Big Data: when the size and performance requirements for data management become significant design and decision factors for implementing a data management and analysis system. For some organizations, facing hundreds of gigabytes of data for the first time may trigger a need to reconsider data management options. For others, it may take tens or hundreds of terabytes before data size becomes a significant consideration.
Within publishing there are three dimensions, significant
movement along any of which, can trigger the transition of a problem or product
into the realm of “Big Data”. They are: the volume of data in question,
the complexity of calculations that have to be applied against it, and the speed
at which the processing needs to happen. These dimensions surface
themselves as follows:
Volume – The amount of data that is being authored, crawled, and
captured is increasing exponentially. This data spans the spectrum from highly
structured record formats to completely unstructured textual information and everything
in between. These data types include the tradition well-formatted publishing
assets (articles, books, databases, etc.). In addition, we would also include
usage information, customer data, crawled web pages, extracted intelligence/metadata,
etc. The list goes on and on. As more and more of this data is captured
electronically and interlinked, it becomes much more valuable. Unfortunately it
also becomes much more unwieldy to work with.

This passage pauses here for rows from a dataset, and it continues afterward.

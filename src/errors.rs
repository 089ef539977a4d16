/// Represent errors in the service shell
///
/// Engine failures stay `NfcError`s and are reported to the host, only
/// transport and bus problems end up here.
#[derive(Debug)]
pub enum ServiceError {
    BadRequest(&'static str, String),

    InternalError(&'static str, String),
}

impl std::fmt::Display for ServiceError {
    fn fmt(&self, f: &mut std::fmt::Formatter<'_>) -> std::fmt::Result {
        write!(f, "{self:?}")
    }
}

/// Helper for `ServiceError` result
pub type ServiceResult<T> = Result<T, ServiceError>;

impl From<std::io::Error> for ServiceError {
    fn from(error: std::io::Error) -> Self {
        ServiceError::InternalError("IO error", format!("{error}"))
    }
}

impl From<serde_json::Error> for ServiceError {
    fn from(error: serde_json::Error) -> Self {
        ServiceError::BadRequest("Serialization error", format!("{error}"))
    }
}

impl From<std::num::ParseIntError> for ServiceError {
    fn from(error: std::num::ParseIntError) -> Self {
        ServiceError::BadRequest("Number parse error", format!("{error}"))
    }
}

impl From<tokio_tungstenite::tungstenite::Error> for ServiceError {
    fn from(error: tokio_tungstenite::tungstenite::Error) -> Self {
        ServiceError::InternalError("Websocket error", format!("{error}"))
    }
}

impl<T> From<tokio::sync::mpsc::error::SendError<T>> for ServiceError {
    fn from(error: tokio::sync::mpsc::error::SendError<T>) -> Self {
        ServiceError::InternalError("Internal communication error", format!("{error}"))
    }
}

impl From<tokio::task::JoinError> for ServiceError {
    fn from(error: tokio::task::JoinError) -> Self {
        ServiceError::InternalError("Tokio join error", format!("{error}"))
    }
}

impl From<crate::nfc_module::nfc::NfcError> for ServiceError {
    fn from(error: crate::nfc_module::nfc::NfcError) -> Self {
        ServiceError::InternalError("NFC error", format!("{error:?}"))
    }
}
#[cfg(test)]
mod tests {
    use super::*;
    use crate::nfc_module::nfc::crypto1::decrypt_nonce;
    use crate::nfc_module::nfc::simulation_card::{MagicWakeup, NonceModel, SimulationCard};

    const KEY_A: Key = Key::new(hex!("A0 A1 A2 A3 A4 A5"));
    const KEY_B: Key = Key::new(hex!("B0 B1 B2 B3 B4 B5"));

    fn card() -> SimulationCard {
        SimulationCard::new(&hex!("9C 59 9B 32"), 16, 3)
            .unwrap()
            .with_sector_keys(1, KEY_A, KEY_B)
            .with_block(4, hex!("01 02 03 04 05 06 07 08 09 0A 0B 0C 0D 0E 0F 10"))
    }

    #[test]
    fn first_authentication() {
        let mut card = card();
        let mut session = AuthSession::new(&mut card);
        session.select().unwrap();

        let result = session
            .authenticate(4, KeyType::A, KEY_A, AuthMode::First, None)
            .unwrap();
        assert_eq!(result.nt, result.nt_enc);
        assert_eq!(session.state(), SessionState::FirstAuthDone);
    }

    #[test]
    fn wrong_key_times_out() {
        let mut card = card();
        let mut session = AuthSession::new(&mut card);
        session.select().unwrap();

        let result = session.authenticate(4, KeyType::A, Key::DEFAULT, AuthMode::First, None);
        assert_eq!(result, Err(NfcError::Timeout));
        assert_eq!(session.state(), SessionState::Idle);

        // the forced timeout leaves the tag ready for a fast reselect
        session.reselect().unwrap();
        assert!(session
            .authenticate(4, KeyType::A, KEY_A, AuthMode::First, None)
            .is_ok());
    }

    #[test]
    fn unknown_block_fails() {
        let mut card = card();
        let mut session = AuthSession::new(&mut card);
        session.select().unwrap();
        assert_eq!(
            session.authenticate(200, KeyType::A, KEY_A, AuthMode::First, None),
            Err(NfcError::AuthFailure)
        );
    }

    #[test]
    fn nested_authentication() {
        let mut card = card().with_nonce_model(NonceModel::Sequential { step: 160 });
        let mut session = AuthSession::new(&mut card);
        session.select().unwrap();

        let first = session
            .authenticate(0, KeyType::A, Key::DEFAULT, AuthMode::First, None)
            .unwrap();
        let nested = session
            .authenticate(4, KeyType::B, KEY_B, AuthMode::Nested, None)
            .unwrap();

        assert_eq!(nested.nt, prng_successor(first.nt, 160));
        assert_ne!(nested.nt, nested.nt_enc);
        assert_eq!(session.state(), SessionState::NestedAuthDone);

        assert!(session
            .authenticate(0, KeyType::A, Key::DEFAULT, AuthMode::Nested, None)
            .is_ok());
    }

    #[test]
    fn nested_needs_running_session() {
        let mut card = card();
        let mut session = AuthSession::new(&mut card);
        assert_eq!(
            session.authenticate(0, KeyType::A, Key::DEFAULT, AuthMode::First, None),
            Err(NfcError::SelectFailure)
        );

        session.select().unwrap();
        assert_eq!(
            session.authenticate(0, KeyType::A, Key::DEFAULT, AuthMode::Nested, None),
            Err(NfcError::InvalidArgument)
        );
    }

    #[test]
    fn masked_nested_nonce() {
        let mut card = card().with_nonce_model(NonceModel::Sequential { step: 200 });
        let cuid = card.card_info().cuid;
        let mut session = AuthSession::new(&mut card);
        session.select().unwrap();

        let first = session
            .authenticate(0, KeyType::A, Key::DEFAULT, AuthMode::First, None)
            .unwrap();
        let masked = session.request_nested_nonce(4, KeyType::A, None).unwrap();

        assert_eq!(
            decrypt_nonce(KEY_A.to_u64(), cuid, masked.nt_enc),
            prng_successor(first.nt, 200)
        );
        assert_eq!(session.state(), SessionState::Idle);
        session.reselect().unwrap();
    }

    #[test]
    fn plain_nonce() {
        let mut card = card().with_nonce_model(NonceModel::Static(0x01200145));
        let mut session = AuthSession::new(&mut card);
        session.select().unwrap();

        let result = session.request_nonce(0, KeyType::A).unwrap();
        assert_eq!(result.nt, 0x01200145);
        assert_eq!(session.state(), SessionState::Idle);
    }

    #[test]
    fn read_sector() {
        let mut card = card().with_readable_key_b(true);
        let mut session = AuthSession::new(&mut card);

        let data = session.read_sector(1, KeyType::A, KEY_A).unwrap();
        assert_eq!(data.len(), 64);
        assert_eq!(data[..16], hex!("01 02 03 04 05 06 07 08 09 0A 0B 0C 0D 0E 0F 10"));
        // key A is never readable
        assert_eq!(data[48..54], [0u8; 6]);
        assert_eq!(data[58..64], *KEY_B.as_bytes());
        assert_eq!(session.state(), SessionState::Idle);
    }

    #[test]
    fn read_needs_authentication() {
        let mut card = card();
        let mut session = AuthSession::new(&mut card);
        session.select().unwrap();
        assert_eq!(session.read_block(4), Err(NfcError::InvalidArgument));
    }

    #[test]
    fn magic_wakeup_reads_plain() {
        let mut magic = card().with_magic_wakeup(MagicWakeup::Gen1);
        let mut session = AuthSession::new(&mut magic);

        let data = session
            .read_blocks(WakeupType::Gen1a, None, 4, 4)
            .unwrap();
        assert_eq!(data[48..54], *KEY_A.as_bytes());

        let mut plain = card();
        let mut session = AuthSession::new(&mut plain);
        assert_eq!(
            session.wakeup(WakeupType::Gen1a),
            Err(NfcError::SelectFailure)
        );
    }

    #[test]
    fn gdm_wakeup() {
        let mut card = card().with_magic_wakeup(MagicWakeup::Gdm);
        let mut session = AuthSession::new(&mut card);
        assert!(session.wakeup(WakeupType::GdmAlt).is_ok());
        assert_eq!(session.state(), SessionState::Selected);
        assert_eq!(session.read_block(0).unwrap()[..4], hex!("9C 59 9B 32"));
    }

    #[test]
    fn halt_then_select() {
        let mut card = card();
        let mut session = AuthSession::new(&mut card);
        session.select().unwrap();
        session
            .authenticate(0, KeyType::A, Key::DEFAULT, AuthMode::First, None)
            .unwrap();
        session.halt().unwrap();
        assert_eq!(session.state(), SessionState::Idle);
        assert_eq!(session.wakeup(WakeupType::Reqa), Err(NfcError::SelectFailure));
        assert!(session.wakeup(WakeupType::Wupa).is_ok());
    }
}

Complexity – This flood of new data quickly overwhelms the
ability of traditional software packages and paradigms to handle it. Even smaller
datasets can strain their capabilities when extensive computations need to be
performed to generate a result. Fortunately within the past few years,
new technology options such as Hadoop, HPCC Systems, NoSQL databases, etc. have
transformed the ability to perform extensive computations and rapidly process
large amounts of data. These technologies will form the backbone of the new
analytic and delivery capabilities for our data and products.
Speed – Frequently, these new tools and the amount of data being
processed require significant amounts of storage and processing power to
generate results quickly. Historically, having to purchase and host the
necessary computer capacity would have precluded any attempts to work at such large
scale. Fortunately, today new platform technologies exist that allow us to
store, manage, and process this data in cost effective and scalable ways. Developments
such as virtualization, public and private cloud computing, commodity hardware,
high speed bandwidth, etc. provide cost effective alternatives for acquiring on
demand compute capacity and bulk storage at the necessary scale.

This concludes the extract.